Fare i compiti: bambini e genitori

di Stella Totino

Dai circoli viziosi ai circoli virtuosi: l’autoefficacia

Sin dalle prime fasi di apprendimento può capitare, per diversi motivi, che il momento dei compiti si trasformi in un vero e proprio incubo per genitori e figli. Il bambino che fatica a svolgere una determinata attività, esattamente come l’adulto, sarà meno attratto da quel compito perché lo porterà a non sentirsi capace.

Si possono presentare, sin dai primi giorni di scuola primaria, dei circoli viziosi che se non interrotti accompagneranno figli e genitori per tutto il lunghissimo percorso scolastico.

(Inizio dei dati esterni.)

/// Fail with `ConnectionReset` if PCB `id` was torn down while we slept.
fn check_alive(core: &StackCore, id: usize) -> Result<(), NetError> {
    let pcb = core.tcp.pcb(id);
    if pcb.state == TcpState::Free || pcb.release_pending {
        return Err(NetError::ConnectionReset);
    }
    Ok(())
}

/// PCB `id` must exist and have been opened with [`NetStack::tcp_open`].
fn check_socket_mode(core: &StackCore, id: usize) -> Result<(), NetError> {
    let pcb = core.tcp.get(id).ok_or_else(|| {
        klog_debug!("tcp: pcb not found, id={}", id);
        NetError::BadDescriptor
    })?;
    if pcb.mode != TcpMode::Socket {
        klog_debug!("tcp: not opened in socket mode, id={}", id);
        return Err(NetError::InvalidArgument);
    }
    Ok(())
}

/// Send the initial SYN of an active open and enter SYN_SENT.
fn send_syn(core: &mut StackCore, id: usize) -> Result<(), NetError> {
    let iss = core.alloc_iss();
    let pcb = core.tcp.pcb_mut(id);
    pcb.rcv.wnd = TCP_RCV_BUF_SIZE as u16;
    pcb.iss = iss;
    if let Err(err) = tcp::output(core, id, TcpFlags::syn(), &[]) {
        klog_debug!("tcp: syn output failed, err={}", err);
        core.tcp.pcb_mut(id).state = TcpState::Closed;
        tcp::release(core, id);
        return Err(err);
    }
    let pcb = core.tcp.pcb_mut(id);
    pcb.snd.una = iss;
    pcb.snd.nxt = iss.wrapping_add(1);
    pcb.state = TcpState::SynSent;
    Ok(())
}

/// Abandon an open that did not reach ESTABLISHED.
fn abort_open(core: &mut StackCore, id: usize) {
    let pcb = core.tcp.pcb_mut(id);
    if pcb.state != TcpState::Free && !pcb.release_pending {
        pcb.state = TcpState::Closed;
        tcp::release(core, id);
    }
}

Vediamo cosa può succedere: è arrivato il momento di fare i compiti, bisogna sbrigarsi perché dopo bisogna andare in piscina, a basket, a calcio o semplicemente bisogna giocare. Nel momento in cui viene invitato dal genitore a prepararsi per fare i compiti, il bambino sta facendo un gioco che sicuramente lo interessa maggiormente, pertanto cercherà di evitare quell’impegno giornaliero, tendendo a procrastinare, dicendo di non avere scritto i compiti, di non avere il libro, facendo i “capricci”, piangendo. Allo stesso tempo, il genitore sperimenta un “cocktail” di emozioni, dall’ansia al senso di colpa, fino alla rabbia, che non lo aiuteranno a interrompere tale circolo. I “virus mentali”, più frequentemente riportati sono: “non riusciremo mai a finire tutto prima di uscire e quando torneremo sarà pure stanco e non li finirà”; “le insegnanti penseranno che non ci interessiamo a nostro figlio e che per noi la scuola non è importante”; “continuando così non lo aiuterò ad avere un futuro”; “non può mica fare come gli pare, non sono a sua disposizione tutto il giorno, i compiti si fanno quando lo dico io”.

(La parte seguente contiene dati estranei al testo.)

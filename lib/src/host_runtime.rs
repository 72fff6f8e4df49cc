//! Host-thread backend for the kernel services.
//!
//! Lets library and stack code that blocks on [`WaitQueue`](crate::WaitQueue)
//! run as an ordinary process.  Each OS thread is a task; blocking parks the
//! thread and waking unparks it.  The monotonic clock counts from the first
//! `install`.  Interrupt masking is a no-op.
//!
//! Call [`install`] once before any blocking call; repeated calls are harmless.

use std::cell::Cell;
use std::thread::{self, Thread};
use std::time::Instant;
use std::vec::Vec;

use core::sync::atomic::{AtomicU64, AtomicUsize, Ordering};

use crate::kernel_services::platform::{self, PlatformServices};
use crate::kernel_services::task_runtime::{self, TaskHandle, TaskRuntimeServices};

static NEXT_TASK_ID: AtomicUsize = AtomicUsize::new(1);

/// Threads that have asked for a handle, indexed by handle value.
static TASKS: spin::Mutex<Vec<(TaskHandle, Thread)>> = spin::Mutex::new(Vec::new());

static EPOCH: spin::Once<Instant> = spin::Once::new();

static RNG_STATE: AtomicU64 = AtomicU64::new(0x9E37_79B9_7F4A_7C15);

std::thread_local! {
    static CURRENT: Cell<TaskHandle> = const { Cell::new(TaskHandle::NULL) };
}

fn host_current_task() -> TaskHandle {
    CURRENT.with(|current| {
        let handle = current.get();
        if !handle.is_null() {
            return handle;
        }
        let handle = TaskHandle(NEXT_TASK_ID.fetch_add(1, Ordering::Relaxed));
        TASKS.lock().push((handle, thread::current()));
        current.set(handle);
        handle
    })
}

fn host_block_current_task() {
    thread::park();
}

fn host_unblock_task(task: TaskHandle) -> bool {
    let thread = TASKS
        .lock()
        .iter()
        .find(|(handle, _)| *handle == task)
        .map(|(_, thread)| thread.clone());
    match thread {
        Some(thread) => {
            thread.unpark();
            true
        }
        None => false,
    }
}

fn host_clock_monotonic_ns() -> u64 {
    let epoch = EPOCH.call_once(Instant::now);
    epoch.elapsed().as_nanos() as u64
}

fn host_irq_save() -> u64 {
    0
}

fn host_irq_restore(_flags: u64) {}

/// xorshift64*, good enough for initial sequence numbers in tests.
fn host_rng_next() -> u64 {
    let mut x = RNG_STATE.load(Ordering::Relaxed);
    loop {
        let mut next = x;
        next ^= next >> 12;
        next ^= next << 25;
        next ^= next >> 27;
        match RNG_STATE.compare_exchange_weak(x, next, Ordering::Relaxed, Ordering::Relaxed) {
            Ok(_) => return next.wrapping_mul(0x2545_F491_4F6C_DD1D),
            Err(seen) => x = seen,
        }
    }
}

static HOST_TASK_RUNTIME: TaskRuntimeServices = TaskRuntimeServices {
    current_task: host_current_task,
    block_current_task: host_block_current_task,
    unblock_task: host_unblock_task,
};

static HOST_PLATFORM: PlatformServices = PlatformServices {
    clock_monotonic_ns: host_clock_monotonic_ns,
    irq_save: host_irq_save,
    irq_restore: host_irq_restore,
    rng_next: host_rng_next,
};

/// Register the host task runtime and platform services.
pub fn install() {
    EPOCH.call_once(Instant::now);
    task_runtime::register_task_runtime_services(&HOST_TASK_RUNTIME);
    platform::register_platform_services(&HOST_PLATFORM);
}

A lungo andare, queste situazioni rischiano di logorare il rapporto genitori-figli e di compromettere il rapporto con lo studio.

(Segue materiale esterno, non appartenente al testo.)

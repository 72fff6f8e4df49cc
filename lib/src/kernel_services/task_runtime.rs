use core::fmt;

/// Opaque scheduler handle for a task.  `TaskHandle::NULL` means "no task".
#[repr(transparent)]
#[derive(Clone, Copy, Default, PartialEq, Eq, Hash)]
pub struct TaskHandle(pub usize);

impl TaskHandle {
    pub const NULL: Self = Self(0);

    #[inline]
    pub const fn is_null(self) -> bool {
        self.0 == 0
    }
}

impl fmt::Debug for TaskHandle {
    fn fmt(&self, f: &mut fmt::Formatter<'_>) -> fmt::Result {
        write!(f, "TaskHandle({:#x})", self.0)
    }
}

crate::define_service! {
    task_runtime => TaskRuntimeServices {
        /// Handle of the task running on this CPU.
        current_task() -> TaskHandle;
        /// Put the current task to sleep until someone calls `unblock_task` on it.
        /// A wakeup that arrives first is remembered and makes this return at once.
        block_current_task();
        /// Make `task` runnable again.  Returns `false` for an unknown handle.
        unblock_task(task: TaskHandle) -> bool;
    }
}
//! Soft-irq request state.
//!
//! `Idle -> Scheduled` is raised from interrupt context by
//! [`SoftIrq::schedule`]; the deferred handler claims the request with
//! [`SoftIrq::begin_poll`] and drops back to `Idle` with
//! [`SoftIrq::complete`].  A request raised while polling is refused, so the
//! handler re-checks its queues after `complete` and reschedules itself.

use core::sync::atomic::{AtomicU8, Ordering};

#[derive(Clone, Copy, Debug, PartialEq, Eq)]
pub enum SoftIrqState {
    Idle = 0,
    Scheduled = 1,
    Polling = 2,
}

pub struct SoftIrq {
    state: AtomicU8,
}

impl SoftIrq {
    pub const fn new() -> Self {
        Self {
            state: AtomicU8::new(SoftIrqState::Idle as u8),
        }
    }

    #[inline]
    pub fn state(&self) -> SoftIrqState {
        match self.state.load(Ordering::Acquire) {
            1 => SoftIrqState::Scheduled,
            2 => SoftIrqState::Polling,
            _ => SoftIrqState::Idle,
        }
    }

    #[inline]
    pub fn is_scheduled(&self) -> bool {
        matches!(self.state(), SoftIrqState::Scheduled)
    }

    /// Raise the request.  Returns `true` if this call moved it out of `Idle`.
    pub fn schedule(&self) -> bool {
        self.state
            .compare_exchange(
                SoftIrqState::Idle as u8,
                SoftIrqState::Scheduled as u8,
                Ordering::AcqRel,
                Ordering::Acquire,
            )
            .is_ok()
    }

    pub fn begin_poll(&self) -> bool {
        self.state
            .compare_exchange(
                SoftIrqState::Scheduled as u8,
                SoftIrqState::Polling as u8,
                Ordering::AcqRel,
                Ordering::Acquire,
            )
            .is_ok()
    }

    pub fn complete(&self) {
        self.state.store(SoftIrqState::Idle as u8, Ordering::Release);
    }
}

impl Default for SoftIrq {
    fn default() -> Self {
        Self::new()
    }
}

Per interrompere tale circolo può essere importante incrementare l’autoefficacia dei figli e dei genitori. Lo psicologo canadese Albert Bandura nel 1986 ha definisce l’autoefficacia come la “fiducia che una persona ripone nella propria capacità di affrontare un compito specifico”. Secondo lo stesso autore tale concetto si fonda su 4 tipologie di esperienze:

  1. Esperienze dirette: che possono essere di successo o insuccesso. Nel nostro caso, sarebbe importante incrementare le occasioni di successo nello svolgimento dei compiti. Uno strumento molto utile in tal senso è la pianificazione sia della giornata, in modo che sia facilmente prevedibile, sia delle attività che devono essere svolte, sia dei materiali necessari.
  2. Osservare le esperienze degli altri genitori: ci può aiutare a modificare i virus mentali, passando da “non posso farcela” a “se ci sono riusciti gli altri posso riuscirci anche io”.
  3. Persuasione verbale: sia attraverso apprezzamenti e rassicurazioni provenienti dall’esterno da persone ritenute autorevoli, sia attraverso le proprie convinzioni. Nel primo caso potrebbe aiutare un rinforzo da parte degli insegnanti: “Vedo che state lavorando sempre meglio, si vede che vi state impegnando”. Nel secondo: “Ce la faremo, con la calma e le giuste strategie andrà sempre meglio”.
  4. Gestione del vissuto emotivo, compresi gli stati fisiologici che accompagnano l’emozione. Nella gestione dei compiti, ciò può avvenire con il riconoscimento del proprio stato emotivo e dello stato emotivo dell’altro, l’accettazione e la gestione.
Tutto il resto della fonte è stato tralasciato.